use ndarray::Array1;
use num_traits::{Float, FromPrimitive};

/// Arithmetic mean of the values that are present.
///
/// Missing values, and `NaN`, are excluded from both the sum and the count. Returns `None` when
/// nothing is present.
///
/// # Examples
///
/// ```
/// use airhealth::math::mean_present;
///
/// let mean = mean_present([Some(1.0), None, Some(3.0)]);
/// assert_eq!(mean, Some(2.0));
///
/// let nothing: Option<f64> = mean_present([None, None]);
/// assert_eq!(nothing, None);
/// ```
pub fn mean_present<F: Float + FromPrimitive>(
    values: impl IntoIterator<Item = Option<F>>,
) -> Option<F> {
    let present: Array1<F> = values
        .into_iter()
        .flatten()
        .filter(|v| !v.is_nan())
        .collect();
    present.mean()
}

/// Population standard deviation (`ddof = 0`)
pub fn population_std<F: Float + FromPrimitive>(values: &[F]) -> Option<F> {
    if values.is_empty() {
        return None;
    }
    let values = Array1::from_iter(values.iter().copied());
    Some(values.std(F::zero()))
}

/// Sample standard deviation (`ddof = 1`), `NaN` for a single observation
pub fn sample_std<F: Float + FromPrimitive>(values: &[F]) -> Option<F> {
    match values.len() {
        0 => None,
        1 => Some(F::nan()),
        _ => {
            let values = Array1::from_iter(values.iter().copied());
            Some(values.std(F::one()))
        }
    }
}

/// Number of distinct values, comparing by exact equality
pub fn distinct_count<F: Float>(values: &[F]) -> usize {
    let mut sorted = values.to_vec();
    sorted.sort_by(|a, b| a.partial_cmp(b).unwrap_or(std::cmp::Ordering::Equal));
    sorted.dedup();
    sorted.len()
}

/// Keep the observations where both series are present
pub fn pairwise_complete<F: Float>(x: &[Option<F>], y: &[Option<F>]) -> (Vec<F>, Vec<F>) {
    x.iter()
        .zip(y)
        .filter_map(|(x, y)| match (x, y) {
            (Some(x), Some(y)) if !x.is_nan() && !y.is_nan() => Some((*x, *y)),
            _ => None,
        })
        .unzip()
}

/// Pearson's correlation coefficient.
///
/// The coefficient is undefined, and returned as `NaN`, with fewer than two observations, when
/// the series differ in length, or when either series has no variance. Constant series are detected by value rather than by a
/// computed sum of squares, which rounding can leave slightly above zero.
pub fn pearson<F: Float + FromPrimitive>(x: &[F], y: &[F]) -> F {
    if x.len() != y.len() || x.len() < 2 || distinct_count(x) < 2 || distinct_count(y) < 2 {
        return F::nan();
    }
    let x = Array1::from_iter(x.iter().copied());
    let y = Array1::from_iter(y.iter().copied());
    let (Some(mean_x), Some(mean_y)) = (x.mean(), y.mean()) else {
        return F::nan();
    };

    let dx = x.mapv(|v| v - mean_x);
    let dy = y.mapv(|v| v - mean_y);
    let sxx = (&dx * &dx).sum();
    let syy = (&dy * &dy).sum();
    if sxx == F::zero() || syy == F::zero() {
        return F::nan();
    }

    let r = (&dx * &dy).sum() / (sxx * syy).sqrt();
    r.max(-F::one()).min(F::one())
}

/// Quantile with linear interpolation between closest ranks, `sorted` must be ascending
pub fn quantile_sorted<F: Float + FromPrimitive>(sorted: &[F], q: f64) -> Option<F> {
    if sorted.is_empty() {
        return None;
    }
    #[allow(clippy::cast_precision_loss)]
    let position = q.clamp(0.0, 1.0) * (sorted.len() - 1) as f64;
    #[allow(clippy::cast_possible_truncation, clippy::cast_sign_loss)]
    let lower = position.floor() as usize;
    let upper = (lower + 1).min(sorted.len() - 1);
    let fraction = F::from_f64(position - position.floor())?;
    Some(sorted[lower] + (sorted[upper] - sorted[lower]) * fraction)
}

/// Descriptive statistics of one column
#[derive(Clone, Copy, Debug, PartialEq)]
pub struct Summary {
    pub count: usize,
    pub mean: f64,
    /// Sample standard deviation
    pub std_dev: f64,
    pub min: f64,
    pub q1: f64,
    pub median: f64,
    pub q3: f64,
    pub max: f64,
}

/// Count, mean, sample standard deviation, extrema and quartiles of the present values
pub fn describe(values: impl IntoIterator<Item = Option<f64>>) -> Option<Summary> {
    let mut present: Vec<f64> = values
        .into_iter()
        .flatten()
        .filter(|v| !v.is_nan())
        .collect();
    if present.is_empty() {
        return None;
    }
    present.sort_by(f64::total_cmp);

    Some(Summary {
        count: present.len(),
        mean: mean_present(present.iter().copied().map(Some))?,
        std_dev: sample_std(&present)?,
        min: present[0],
        q1: quantile_sorted(&present, 0.25)?,
        median: quantile_sorted(&present, 0.5)?,
        q3: quantile_sorted(&present, 0.75)?,
        max: present[present.len() - 1],
    })
}
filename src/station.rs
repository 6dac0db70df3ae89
use std::fmt;
use std::str::FromStr;

use serde::{Deserialize, Serialize};

use crate::Error;

/// Latitude and longitude used to centre city-wide maps
pub const CITY_CENTRE: (f64, f64) = (-22.91, -43.17);

/// The air quality monitoring stations of the municipal network.
///
/// Variants are declared in alphabetical order of their names, so the derived ordering sorts
/// by station name.
#[derive(Clone, Copy, Debug, PartialEq, Eq, PartialOrd, Ord, Hash, Deserialize, Serialize)]
pub enum Station {
    Bangu,
    CampoGrande,
    Centro,
    Copacabana,
    Iraja,
    PedraDeGuaratiba,
    SaoCristovao,
    Tijuca,
}

impl Station {
    pub const ALL: [Self; 8] = [
        Self::Bangu,
        Self::CampoGrande,
        Self::Centro,
        Self::Copacabana,
        Self::Iraja,
        Self::PedraDeGuaratiba,
        Self::SaoCristovao,
        Self::Tijuca,
    ];

    /// The station name as written in the sensor tables
    pub const fn name(self) -> &'static str {
        match self {
            Self::Bangu => "ESTAÇÃO BANGU",
            Self::CampoGrande => "ESTAÇÃO CAMPO GRANDE",
            Self::Centro => "ESTAÇÃO CENTRO",
            Self::Copacabana => "ESTAÇÃO COPACABANA",
            Self::Iraja => "ESTAÇÃO IRAJÁ",
            Self::PedraDeGuaratiba => "ESTAÇÃO PEDRA DE GUARATIBA",
            Self::SaoCristovao => "ESTAÇÃO SÃO CRISTÓVÃO",
            Self::Tijuca => "ESTAÇÃO TIJUCA",
        }
    }

    /// `(latitude, longitude)` in decimal degrees
    pub const fn coordinates(self) -> (f64, f64) {
        match self {
            Self::Bangu => (-22.88, -43.47),
            Self::CampoGrande => (-22.90, -43.56),
            Self::Centro => (-22.91, -43.18),
            Self::Copacabana => (-22.97, -43.19),
            Self::Iraja => (-22.82, -43.32),
            Self::PedraDeGuaratiba => (-23.02, -43.60),
            Self::SaoCristovao => (-22.90, -43.23),
            Self::Tijuca => (-22.92, -43.24),
        }
    }
}

impl fmt::Display for Station {
    fn fmt(&self, f: &mut fmt::Formatter<'_>) -> fmt::Result {
        f.write_str(self.name())
    }
}

// Upper-cases and strips the Portuguese diacritics that appear in station names.
fn fold(name: &str) -> String {
    name.trim()
        .to_uppercase()
        .chars()
        .map(|c| match c {
            'Á' | 'À' | 'Â' | 'Ã' => 'A',
            'É' | 'Ê' => 'E',
            'Í' => 'I',
            'Ó' | 'Ô' | 'Õ' => 'O',
            'Ú' => 'U',
            'Ç' => 'C',
            '_' | '-' => ' ',
            c => c,
        })
        .collect()
}

impl FromStr for Station {
    type Err = Error;

    fn from_str(s: &str) -> Result<Self, Self::Err> {
        let folded = fold(s);
        let name = folded.strip_prefix("ESTACAO ").unwrap_or(&folded).trim();
        let station = match name {
            "BANGU" => Self::Bangu,
            "CAMPO GRANDE" => Self::CampoGrande,
            "CENTRO" => Self::Centro,
            "COPACABANA" => Self::Copacabana,
            "IRAJA" => Self::Iraja,
            "PEDRA DE GUARATIBA" | "PEDRA GUARATIBA" => Self::PedraDeGuaratiba,
            "SAO CRISTOVAO" => Self::SaoCristovao,
            "TIJUCA" => Self::Tijuca,
            _ => return Err(Error::UnknownName(s.to_owned())),
        };
        Ok(station)
    }
}
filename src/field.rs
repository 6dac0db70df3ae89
use std::fmt;
use std::str::FromStr;

use serde::{Deserialize, Serialize};

use crate::Error;

/// An atmospheric pollutant or meteorological variable measured at a station
#[derive(Clone, Copy, Debug, PartialEq, Eq, PartialOrd, Ord, Hash, Deserialize, Serialize)]
pub enum Field {
    #[serde(rename = "pm2_5")]
    Pm25,
    #[serde(rename = "pm10")]
    Pm10,
    #[serde(rename = "co")]
    Co,
    #[serde(rename = "no")]
    No,
    #[serde(rename = "no2")]
    No2,
    #[serde(rename = "nox")]
    Nox,
    #[serde(rename = "so2")]
    So2,
    #[serde(rename = "o3")]
    O3,
    #[serde(rename = "chuva", alias = "rainfall")]
    Rainfall,
    #[serde(rename = "temp", alias = "temperature")]
    Temperature,
    #[serde(rename = "ur", alias = "humidity")]
    Humidity,
}

impl Field {
    pub const COUNT: usize = 11;

    pub const ALL: [Self; Self::COUNT] = [
        Self::Pm25,
        Self::Pm10,
        Self::Co,
        Self::No,
        Self::No2,
        Self::Nox,
        Self::So2,
        Self::O3,
        Self::Rainfall,
        Self::Temperature,
        Self::Humidity,
    ];

    /// The fields standardized for the monthly pollutant table unless configured otherwise
    pub const DEFAULT_SCALED: [Self; 5] = [
        Self::Pm25,
        Self::Pm10,
        Self::Nox,
        Self::Temperature,
        Self::O3,
    ];

    /// Column name in the source tables
    pub const fn column(self) -> &'static str {
        match self {
            Self::Pm25 => "pm2_5",
            Self::Pm10 => "pm10",
            Self::Co => "co",
            Self::No => "no",
            Self::No2 => "no2",
            Self::Nox => "nox",
            Self::So2 => "so2",
            Self::O3 => "o3",
            Self::Rainfall => "chuva",
            Self::Temperature => "temp",
            Self::Humidity => "ur",
        }
    }

    pub const fn unit(self) -> &'static str {
        match self {
            Self::Co => "ppm",
            Self::Rainfall => "mm",
            Self::Temperature => "°C",
            Self::Humidity => "%",
            _ => "µg/m³",
        }
    }

    pub const fn index(self) -> usize {
        self as usize
    }
}

impl fmt::Display for Field {
    fn fmt(&self, f: &mut fmt::Formatter<'_>) -> fmt::Result {
        f.write_str(self.column())
    }
}

impl FromStr for Field {
    type Err = Error;

    fn from_str(s: &str) -> Result<Self, Self::Err> {
        let name = s.trim().to_ascii_lowercase();
        let field = match name.as_str() {
            "pm2_5" | "pm2.5" | "pm25" => Self::Pm25,
            "pm10" => Self::Pm10,
            "co" => Self::Co,
            "no" => Self::No,
            "no2" => Self::No2,
            "nox" => Self::Nox,
            "so2" => Self::So2,
            "o3" => Self::O3,
            "chuva" | "rainfall" => Self::Rainfall,
            "temp" | "temperature" => Self::Temperature,
            "ur" | "humidity" => Self::Humidity,
            _ => return Err(Error::UnknownName(s.to_owned())),
        };
        Ok(field)
    }
}

/// One value per [`Field`], any of which may be missing
#[derive(Clone, Copy, Debug, Default, PartialEq)]
pub struct Measurements([Option<f64>; Field::COUNT]);

impl Measurements {
    pub const fn get(&self, field: Field) -> Option<f64> {
        self.0[field.index()]
    }

    /// Store a value, treating `NaN` as missing
    pub fn set(&mut self, field: Field, value: Option<f64>) {
        self.0[field.index()] = value.filter(|v| !v.is_nan());
    }

    #[must_use]
    pub fn with(mut self, field: Field, value: f64) -> Self {
        self.set(field, Some(value));
        self
    }

    pub fn iter(&self) -> impl Iterator<Item = (Field, Option<f64>)> + '_ {
        Field::ALL.iter().map(|&field| (field, self.get(field)))
    }
}

/// A column that can take part in a correlation or regression
#[derive(Clone, Copy, Debug, PartialEq, Eq, Hash, Deserialize, Serialize)]
#[serde(try_from = "String", into = "String")]
pub enum Variable {
    Raw(Field),
    Scaled(Field),
    AdmissionCount,
}

impl Variable {
    /// Pollutants, weather and admissions in the order the correlation heatmap shows them
    pub fn default_correlation_set() -> Vec<Self> {
        [
            Field::Pm25,
            Field::Pm10,
            Field::Co,
            Field::O3,
            Field::No,
            Field::No2,
            Field::Nox,
            Field::So2,
            Field::Rainfall,
            Field::Temperature,
            Field::Humidity,
        ]
        .into_iter()
        .map(Self::Raw)
        .chain(std::iter::once(Self::AdmissionCount))
        .collect()
    }
}

impl fmt::Display for Variable {
    fn fmt(&self, f: &mut fmt::Formatter<'_>) -> fmt::Result {
        match self {
            Self::Raw(field) => write!(f, "{field}"),
            Self::Scaled(field) => write!(f, "{field}_scaled"),
            Self::AdmissionCount => f.write_str("admission_count"),
        }
    }
}

impl FromStr for Variable {
    type Err = Error;

    fn from_str(s: &str) -> Result<Self, Self::Err> {
        let name = s.trim();
        if name.eq_ignore_ascii_case("admission_count") || name.eq_ignore_ascii_case("num_internacoes")
        {
            return Ok(Self::AdmissionCount);
        }
        match name.strip_suffix("_scaled") {
            Some(field) => Ok(Self::Scaled(field.parse()?)),
            None => Ok(Self::Raw(name.parse()?)),
        }
    }
}

impl TryFrom<String> for Variable {
    type Error = Error;

    fn try_from(value: String) -> Result<Self, Self::Error> {
        value.parse()
    }
}

impl From<Variable> for String {
    fn from(value: Variable) -> Self {
        value.to_string()
    }
}
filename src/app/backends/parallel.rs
use crate::core::{CharacterCount, Comparator, Person, RangePipeline, StreamBackend, TraceLog};
use rayon::prelude::*;

/// Data-parallel pipelines on rayon's global pool.
#[derive(Debug, Default, Clone, Copy)]
pub struct ParallelBackend;

impl ParallelBackend {
    pub const NAME: &'static str = "parallel";

    pub fn new() -> Self {
        Self
    }
}

impl StreamBackend for ParallelBackend {
    fn name(&self) -> &str {
        Self::NAME
    }

    fn sum_filtered_scaled(&self, prices: &[i32], threshold: i32, factor: f64) -> f64 {
        prices
            .par_iter()
            .filter(|&&price| price > threshold)
            .map(|&price| f64::from(price) * factor)
            .reduce(|| 0.0, |sum, value| sum + value)
    }

    fn sorted_by(&self, people: &[Person], comparator: &Comparator<Person>) -> Vec<Person> {
        let mut sorted = people.to_vec();
        sorted.par_sort_by(|left, right| comparator.compare(left, right));
        sorted
    }

    fn min_by(&self, people: &[Person], comparator: &Comparator<Person>) -> Option<Person> {
        // 以 (index, person) 歸約，平手時取 index 較小者，結果與切分方式無關
        people
            .par_iter()
            .enumerate()
            .reduce_with(|left, right| {
                match comparator.compare(left.1, right.1) {
                    std::cmp::Ordering::Greater => right,
                    std::cmp::Ordering::Less => left,
                    std::cmp::Ordering::Equal => {
                        if left.0 <= right.0 {
                            left
                        } else {
                            right
                        }
                    }
                }
            })
            .map(|(_, person)| person.clone())
    }

    fn group_and_count(&self, symbols: &[String]) -> CharacterCount {
        symbols
            .par_iter()
            .fold(CharacterCount::new, |mut counts, symbol| {
                counts.increment(symbol);
                counts
            })
            .reduce(CharacterCount::new, CharacterCount::merge)
    }

    fn descending(&self, names: &[String]) -> Vec<String> {
        names.par_iter().rev().cloned().collect()
    }

    fn find_first_of_length(
        &self,
        names: &[String],
        length: usize,
        trace: &TraceLog,
    ) -> Option<String> {
        names
            .par_iter()
            .filter(|name| trace.length(name) == length)
            .map(|name| trace.to_upper(name))
            .find_first(|_| true)
    }

    fn range_transform(&self, pipeline: &RangePipeline) -> i32 {
        (0..pipeline.upper)
            .into_par_iter()
            .filter_map(|value| pipeline.apply(value))
            .reduce(|| 0i32, |sum, value| sum.wrapping_add(value))
    }
}

#[cfg(test)]
mod tests {
    use super::*;
    use crate::core::fixtures;
    use crate::core::TraceEvent;

    #[test]
    fn test_find_first_keeps_input_order() {
        let backend = ParallelBackend::new();
        let trace = TraceLog::new();

        let found = backend.find_first_of_length(&fixtures::names(), 3, &trace);

        assert_eq!(found.as_deref(), Some("KIM"));
        assert!(trace
            .events()
            .contains(&TraceEvent::ToUpper("Kim".to_string())));
    }

    #[test]
    fn test_min_by_prefers_first_on_ties() {
        let backend = ParallelBackend::new();
        let by_age = fixtures::age_diff_comparator();
        let people = vec![
            Person::new("Sara", 21),
            Person::new("Jane", 21),
            Person::new("Greg", 35),
        ];
        assert_eq!(backend.min_by(&people, &by_age).unwrap().name, "Sara");
    }

    #[test]
    fn test_range_transform_wraps_like_sequential() {
        let backend = ParallelBackend::new();
        let pipeline = fixtures::timed_range_pipeline(100_000);
        let expected = (0..100_000)
            .filter(|v| v % 2 == 0)
            .map(|v| v + 1)
            .fold(0i32, |acc: i32, v| acc.wrapping_add(v));
        assert_eq!(backend.range_transform(&pipeline), expected);
    }
}
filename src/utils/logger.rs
use tracing_subscriber::{layer::SubscriberExt, util::SubscriberInitExt, EnvFilter};

/// 沒有設定 RUST_LOG 時使用的預設 filter
pub fn default_directives(verbose: bool) -> &'static str {
    if verbose {
        "stream_compare=debug,info"
    } else {
        "stream_compare=info"
    }
}

fn env_filter(verbose: bool) -> EnvFilter {
    EnvFilter::try_from_default_env().unwrap_or_else(|_| EnvFilter::new(default_directives(verbose)))
}

pub fn init_cli_logger(verbose: bool) {
    tracing_subscriber::registry()
        .with(env_filter(verbose))
        .with(
            tracing_subscriber::fmt::layer()
                .with_target(false)
                .with_thread_ids(false)
                .with_file(false)
                .with_line_number(false)
                .compact(),
        )
        .init();
}

/// JSON 格式日誌，方便收集 timing 結果
pub fn init_json_logger(verbose: bool) {
    tracing_subscriber::registry()
        .with(env_filter(verbose))
        .with(
            tracing_subscriber::fmt::layer()
                .with_target(false)
                .with_thread_ids(false)
                .with_file(false)
                .with_line_number(false)
                .json(),
        )
        .init();
}
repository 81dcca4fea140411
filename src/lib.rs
pub mod adapters;
pub mod app;
pub mod config;
pub mod core;
pub mod domain;
pub mod utils;

#[cfg(feature = "cli")]
pub use config::CliConfig;

pub use adapters::{report::ReportFormat, report::ReportWriter, storage::LocalStorage};
pub use app::backends::{EagerBackend, ParallelBackend, SequentialBackend};
pub use config::{RunSettings, TomlConfig};
pub use core::{harness::ComparisonHarness, scenario::Scenario};
pub use utils::error::{HarnessError, Result};
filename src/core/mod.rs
pub mod comparator;
pub mod fixtures;
pub mod harness;
pub mod scenario;
pub mod trace;

pub use crate::core::comparator::Comparator;
pub use crate::core::trace::{TraceEvent, TraceLog};
pub use crate::domain::model::{
    BackendResult, CharacterCount, IntOp, IntPredicate, IntStage, Outcome, Person, RangePipeline,
    ScenarioReport, TimingSample,
};
pub use crate::domain::ports::{Storage, StreamBackend};
pub use crate::utils::error::Result;
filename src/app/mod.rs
pub mod backends;
// Domain layer: value objects and the backend port.

pub mod model;
pub mod ports;
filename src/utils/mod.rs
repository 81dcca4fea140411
pub mod error;
pub mod logger;
pub mod monitor;
pub mod validation;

### Assignment
Every line of the listing above that contains "Iraja" is to be copied.

### Your solution
    Iraja,
        Self::Iraja,
            Self::Iraja => "ESTAÇÃO IRAJÁ",
            Self::Iraja => (-22.82, -43.32),
            "IRAJA" => Self::Iraja,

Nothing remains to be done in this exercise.